TASK DETAILS:
Give every entry again, word for word.

Items from a dataset:
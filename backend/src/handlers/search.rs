use actix_web::web::Bytes;
use actix_web::{web, HttpResponse};
use async_stream::stream;
use searchhub_models::SearchSnapshot;
use uuid::Uuid;

use crate::state::AppState;

/// `GET /api/search/{id}`: one-shot snapshot of a record.
pub async fn get_search(path: web::Path<Uuid>, state: web::Data<AppState>) -> HttpResponse {
    match state.store.get(*path).await {
        Some(record) => HttpResponse::Ok().json(SearchSnapshot::from(record)),
        None => HttpResponse::NotFound().json(serde_json::json!({
            "error": "search record not found"
        })),
    }
}

/// `GET /api/search/{id}/subscribe`: server-sent snapshots of a record,
/// one per applied patch, so a reader watches the answer grow without
/// polling.
pub async fn subscribe_search(path: web::Path<Uuid>, state: web::Data<AppState>) -> HttpResponse {
    let Some(mut rx) = state.store.watch(*path).await else {
        return HttpResponse::NotFound().json(serde_json::json!({
            "error": "search record not found"
        }));
    };

    let events = stream! {
        loop {
            let snapshot = SearchSnapshot::from(rx.borrow_and_update().clone());
            match serde_json::to_string(&snapshot) {
                Ok(json) => yield Ok::<_, actix_web::Error>(Bytes::from(format!("data: {json}\n\n"))),
                Err(e) => {
                    log::error!("failed to serialize snapshot for {}: {e}", snapshot.id);
                    break;
                }
            }
            if rx.changed().await.is_err() {
                break;
            }
        }
    };

    HttpResponse::Ok()
        .content_type("text/event-stream")
        .streaming(events)
}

ANSWER SECTION:
filename backend/src/handlers/search.rs
use actix_web::web::Bytes;
use actix_web::{web, HttpResponse};
use async_stream::stream;
use searchhub_models::SearchSnapshot;
use uuid::Uuid;

use crate::state::AppState;

/// `GET /api/search/{id}`: one-shot snapshot of a record.
pub async fn get_search(path: web::Path<Uuid>, state: web::Data<AppState>) -> HttpResponse {
    match state.store.get(*path).await {
        Some(record) => HttpResponse::Ok().json(SearchSnapshot::from(record)),
        None => HttpResponse::NotFound().json(serde_json::json!({
            "error": "search record not found"
        })),
    }
}

/// `GET /api/search/{id}/subscribe`: server-sent snapshots of a record,
/// one per applied patch, so a reader watches the answer grow without
/// polling.
pub async fn subscribe_search(path: web::Path<Uuid>, state: web::Data<AppState>) -> HttpResponse {
    let Some(mut rx) = state.store.watch(*path).await else {
        return HttpResponse::NotFound().json(serde_json::json!({
            "error": "search record not found"
        }));
    };

    let events = stream! {
        loop {
            let snapshot = SearchSnapshot::from(rx.borrow_and_update().clone());
            match serde_json::to_string(&snapshot) {
                Ok(json) => yield Ok::<_, actix_web::Error>(Bytes::from(format!("data: {json}\n\n"))),
                Err(e) => {
                    log::error!("failed to serialize snapshot for {}: {e}", snapshot.id);
                    break;
                }
            }
            if rx.changed().await.is_err() {
                break;
            }
        }
    };

    HttpResponse::Ok()
        .content_type("text/event-stream")
        .streaming(events)
}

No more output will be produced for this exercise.